Flash is much more efficient than disk. For example, in FlashBlade today, our direct flash modules that we support are at 24 and 48 terabytes, the biggest off the shelf flash drive today is about 30 terabytes. So, we’re more than 50% more efficient than the flash drives that we are seeing from OEMs. And that’s what all our competition uses at best. We also work to ensure that our flashes are highly scalable and reliable and that we’re able to put a lot more into a smaller footprint. On average, our products deliver up to 80% less energy usage than competitive flash arrays.

Could you talk about your latest innovation in Unified Fast File and Object (UFFO) - FlashBlade//S and how it addresses the demands of unstructured data and modern application growth?

A couple of things here. The first is that we believe we need to be able to support both file and object, a myriad of customers for structured data requirements but a single consolidated platform for the sake of efficiency and ease of use. So that’s the first thing and the reason why we have unified fast file and fast object, and we were the first to bring that to market. The other from an innovation perspective approach that we have is to deliver an object gateway, whereas some organizations have done an object base stack, and then added a file gateway, while others offer file as an option. At the object gateway, we’ve done all native file and all native object on the same platform. And we do that because we don’t want our customers to have to compromise. If you do it the other way. Either way, you end up with compromises relative to just the simplicity and the scale out of the system.

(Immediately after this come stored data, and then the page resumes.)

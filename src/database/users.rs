use sqlx::PgPool;
use uuid::Uuid;

use crate::database::manager::StoreError;
use crate::database::models::{Role, User};

const USER_COLUMNS: &str = "id, email, name, photo_url, role, created_at";

#[derive(Debug, Clone)]
pub struct NewUser {
    pub email: String,
    pub name: Option<String>,
    pub photo_url: Option<String>,
    pub role: Role,
}

/// Insert a user on first sight of the email. Returns `None` when the email
/// is already registered; re-registration is a no-op, never an error or a
/// duplicate.
pub async fn register(pool: &PgPool, new_user: NewUser) -> Result<Option<User>, StoreError> {
    let user = sqlx::query_as::<_, User>(&format!(
        "INSERT INTO users (id, email, name, photo_url, role)
         VALUES ($1, $2, $3, $4, $5)
         ON CONFLICT (email) DO NOTHING
         RETURNING {USER_COLUMNS}"
    ))
    .bind(Uuid::new_v4())
    .bind(&new_user.email)
    .bind(&new_user.name)
    .bind(&new_user.photo_url)
    .bind(new_user.role)
    .fetch_optional(pool)
    .await?;

    Ok(user)
}

/// List users, optionally filtered by role.
pub async fn list(pool: &PgPool, role: Option<Role>) -> Result<Vec<User>, StoreError> {
    let users = match role {
        Some(role) => {
            sqlx::query_as::<_, User>(&format!(
                "SELECT {USER_COLUMNS} FROM users WHERE role = $1 ORDER BY created_at"
            ))
            .bind(role)
            .fetch_all(pool)
            .await?
        }
        None => {
            sqlx::query_as::<_, User>(&format!(
                "SELECT {USER_COLUMNS} FROM users ORDER BY created_at"
            ))
            .fetch_all(pool)
            .await?
        }
    };

    Ok(users)
}

pub async fn find_by_email(pool: &PgPool, email: &str) -> Result<Option<User>, StoreError> {
    let user = sqlx::query_as::<_, User>(&format!(
        "SELECT {USER_COLUMNS} FROM users WHERE email = $1"
    ))
    .bind(email)
    .fetch_optional(pool)
    .await?;

    Ok(user)
}

/// Whether the user stored under `email` holds exactly `role`. A missing
/// user is "predicate false", not an error.
pub async fn role_is(pool: &PgPool, email: &str, role: Role) -> Result<bool, StoreError> {
    Ok(find_by_email(pool, email)
        .await?
        .map(|user| user.role == role)
        .unwrap_or(false))
}

/// Set a user's role directly by email.
///
/// Administrative override: this bypasses the escalation state machine
/// entirely and can move a role in any direction, including to `pro-user`.
pub async fn set_role(pool: &PgPool, email: &str, role: Role) -> Result<User, StoreError> {
    sqlx::query_as::<_, User>(&format!(
        "UPDATE users SET role = $2 WHERE email = $1 RETURNING {USER_COLUMNS}"
    ))
    .bind(email)
    .bind(role)
    .fetch_optional(pool)
    .await?
    .ok_or_else(|| StoreError::NotFound(format!("User not found: {}", email)))
}

/// Delete a user by email. Immediate and unconditional; authored surveys are
/// left in place.
pub async fn delete_by_email(pool: &PgPool, email: &str) -> Result<u64, StoreError> {
    let result = sqlx::query("DELETE FROM users WHERE email = $1")
        .bind(email)
        .execute(pool)
        .await?;

    Ok(result.rows_affected())
}

/// Advance a user one step along `user -> surveyor -> admin`.
///
/// The next state comes from the `Role::escalated` table; the write is a
/// compare-and-set on the role the caller observed, so a concurrent
/// transition can never be overwritten or double-applied.
pub async fn escalate(pool: &PgPool, email: &str) -> Result<User, StoreError> {
    let current: Option<String> = sqlx::query_scalar("SELECT role FROM users WHERE email = $1")
        .bind(email)
        .fetch_optional(pool)
        .await?;

    let current =
        current.ok_or_else(|| StoreError::NotFound(format!("User not found: {}", email)))?;

    let next = current
        .parse::<Role>()
        .ok()
        .and_then(|role| role.escalated())
        .ok_or_else(|| StoreError::InvalidState(format!("Role cannot be updated from '{}'", current)))?;

    sqlx::query_as::<_, User>(&format!(
        "UPDATE users SET role = $2 WHERE email = $1 AND role = $3 RETURNING {USER_COLUMNS}"
    ))
    .bind(email)
    .bind(next)
    .bind(&current)
    .fetch_optional(pool)
    .await?
    .ok_or_else(|| {
        StoreError::InvalidState(format!("Role changed concurrently from '{}'", current))
    })
}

What about data lakes? Are data lakes becoming a dumping ground for datasets?

Right now, we’re more focused on streaming analytics and log analytics. We haven’t seen flash be applied quite as broadly yet in data lakes but I do think that in the next few years, we’re going to see a significant change as we get closer to a total cost of ownership crossover point, between flash and disk to be able to address more workloads.

Why is the ability to not just backup data fast but to restore rapidly and at scale during a ransomware attack is critical?

I am glad you asked this, it’s been such an interesting thing. It’s especially close to me personally, having been in the storage and infrastructure sector for so many years. In the past, customers weren’t so concerned about how quickly they could restore their data. Unfortunately, as we all know, ransomware has created a scenario where people or organizations need to have the ability to not just backup their data, and have it sitting there, and then maybe extract, restore some little piece of it, but to be able to do a wholesale multi-terabyte, petabyte restore, which requires a huge amount of throughput, to feed back into target systems. The scale out architecture of FlashBlade is extremely well suited for that. We have taken it to the next level here because several years ago, we introduced the feature that we call SafeMode that takes sequence shot snapshots of every bit of data on FlashBlade.

SafeMode prevents anybody, even a rogue internal employee, from deleting the snapshot and compromising that data. Once you know you’ve got that clean set of data, you really are adding a critical additional layer of protection to your environment, relative to your ability to restore. Everyone is looking to protect themselves across multiple points in their perimeter level. However, one of the things that organizations need to be looking at, is absolutely the ability to rapidly restore a safe copy of their backup in a very short period. It’s just a completely different world. Whereas, backup and the speed of backups, was not a global concern until a few years ago. A trend that we’re seeing is that there’s more dialogue and more recognition around ability to restore quickly, is a critical business imperative.

Conclusion:

Overall, effective management of unstructured data is critical for organizations that want to innovate and adapt to future conditions with more agility and less wasted resources. By adopting a fresh approach to unstructured data management and leveraging advanced data storage technologies, organizations can turn unstructured data into a strategic asset that helps drive business growth and success.